One of the most memorable catch phrases to come out of England in the early sixties was “I’m alright Jack,” shorthand for a sense of entitlement that would later come to be associated with selfish attitudes linked to the much-maligned baby boom generation. A London School of Economics study of large European metros points out that while concert goers, sports fans and foodies have returned to the streets, white collar workers are still choosing to avoid the office. Describing office workers as ‘metropolitan elites,’ the LSE study cautions that remote work could have a disproportionate impact on smaller, poorer regions where head offices and large companies are less likely to be located.
Code Red in the Office – Australia taking the impact of remote and isolated work on the mental health of office workers seriously.

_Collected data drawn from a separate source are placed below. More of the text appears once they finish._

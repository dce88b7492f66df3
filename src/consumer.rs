//! Downstream frame consumers.
//!
//! Inference lives outside this crate. Detectors and face matchers are plugged
//! in through these traits and treated as opaque: whatever they return is
//! logged and counted, and their failures never reach the session.

use std::collections::VecDeque;
use std::fmt;
use std::time::Instant;

use crate::camera::Frame;

/// Axis-aligned box in pixel coordinates.
#[derive(Debug, Clone, Copy, PartialEq)]
pub struct BoundingBox {
    pub x: f32,
    pub y: f32,
    pub width: f32,
    pub height: f32,
}

/// One object found by a [`Detector`].
#[derive(Debug, Clone, PartialEq)]
pub struct Detection {
    pub class_name: String,
    pub confidence: f32,
    pub bbox: BoundingBox,
}

impl fmt::Display for Detection {
    fn fmt(&self, f: &mut fmt::Formatter<'_>) -> fmt::Result {
        write!(f, "{}: {:.2}", self.class_name, self.confidence)
    }
}

/// Who a face belongs to.
#[derive(Debug, Clone, PartialEq, Eq)]
pub enum Identity {
    Known(String),
    Unknown,
}

impl fmt::Display for Identity {
    fn fmt(&self, f: &mut fmt::Formatter<'_>) -> fmt::Result {
        match self {
            Identity::Known(name) => f.write_str(name),
            Identity::Unknown => f.write_str("Unknown"),
        }
    }
}

/// One face found by a [`FaceMatcher`].
#[derive(Debug, Clone, PartialEq)]
pub struct FaceMatch {
    pub identity: Identity,
    pub confidence: f32,
    pub bbox: BoundingBox,
}

/// Object detector collaborator.
pub trait Detector {
    fn detect(&mut self, frame: &Frame) -> Vec<Detection>;
}

/// Face identification collaborator.
pub trait FaceMatcher {
    fn match_faces(&mut self, frame: &Frame) -> Vec<FaceMatch>;
}

impl<F> Detector for F
where
    F: FnMut(&Frame) -> Vec<Detection>,
{
    fn detect(&mut self, frame: &Frame) -> Vec<Detection> {
        self(frame)
    }
}

/// Sliding-window frames-per-second estimate.
#[derive(Debug, Clone)]
pub struct FpsCounter {
    window: usize,
    stamps: VecDeque<Instant>,
}

impl FpsCounter {
    pub const DEFAULT_WINDOW: usize = 30;

    pub fn new(window: usize) -> Self {
        Self {
            window: window.max(2),
            stamps: VecDeque::with_capacity(window.max(2)),
        }
    }

    /// Record a frame at `now` and return the current estimate.
    pub fn tick(&mut self, now: Instant) -> f64 {
        self.stamps.push_back(now);
        if self.stamps.len() > self.window {
            self.stamps.pop_front();
        }
        self.fps()
    }

    pub fn fps(&self) -> f64 {
        let (Some(first), Some(last)) = (self.stamps.front(), self.stamps.back()) else {
            return 0.0;
        };
        let span = last.saturating_duration_since(*first).as_secs_f64();
        if self.stamps.len() < 2 || span == 0.0 {
            return 0.0;
        }
        (self.stamps.len() - 1) as f64 / span
    }
}

impl Default for FpsCounter {
    fn default() -> Self {
        Self::new(Self::DEFAULT_WINDOW)
    }
}
//! CLI enum types for reconnect policy options.

use clap::ValueEnum;

use crate::camera::BudgetScope;
use crate::config::BackoffKind;

/// Where the bounded attempt limit applies.
#[derive(Debug, Clone, Copy, PartialEq, Eq, Default, ValueEnum)]
pub enum Scope {
    /// Only while `start()` is connecting
    #[default]
    Startup,
    /// Also during reconnection after the camera is lost
    Always,
}

impl From<Scope> for BudgetScope {
    fn from(s: Scope) -> Self {
        match s {
            Scope::Startup => BudgetScope::Startup,
            Scope::Always => BudgetScope::Always,
        }
    }
}

/// Delay growth between startup connection attempts.
#[derive(Debug, Clone, Copy, PartialEq, Eq, Default, ValueEnum)]
pub enum BackoffMode {
    #[default]
    Fixed,
    Exponential,
}

impl From<BackoffMode> for BackoffKind {
    fn from(b: BackoffMode) -> Self {
        match b {
            BackoffMode::Fixed => BackoffKind::Fixed,
            BackoffMode::Exponential => BackoffKind::Exponential,
        }
    }
}

#[cfg(test)]
mod tests {
    use super::*;

    #[test]
    fn test_scope_conversion() {
        assert_eq!(BudgetScope::from(Scope::Startup), BudgetScope::Startup);
        assert_eq!(BudgetScope::from(Scope::Always), BudgetScope::Always);
    }

    #[test]
    fn test_backoff_conversion() {
        assert_eq!(BackoffKind::from(BackoffMode::Fixed), BackoffKind::Fixed);
        assert_eq!(
            BackoffKind::from(BackoffMode::Exponential),
            BackoffKind::Exponential
        );
    }
}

Several Australian states including New South Wales (home to the country’s largest concentration of office workers, are proposing to introduce new workplace health and safety legislation that “significantly increases the duty of employers to protect the mental health of employees.” Citing a “code” developed by Safe Work Australia, Helen Trinca (managing editor of The Australian, that country’s national newspaper) offers numerous examples of working conditions that could create undue stress. These include companies with young workforces working remotely where there are “young men who literally haven’t left their rooms or houses for a couple of months.” Another example cited is when a majority of a company’s workers have come back to the office, allowing a small percentage to continue working at home. “All of a sudden, the people going into work are establishing closer bonds than those interacting with a camera,” reported an HR consultant. Those working remotely are at risk of exclusion, she reports. The Code requires companies to manage ‘psychological hazards.’ It is meant to be “a living system…that considers workers throughout their employment/engagement.”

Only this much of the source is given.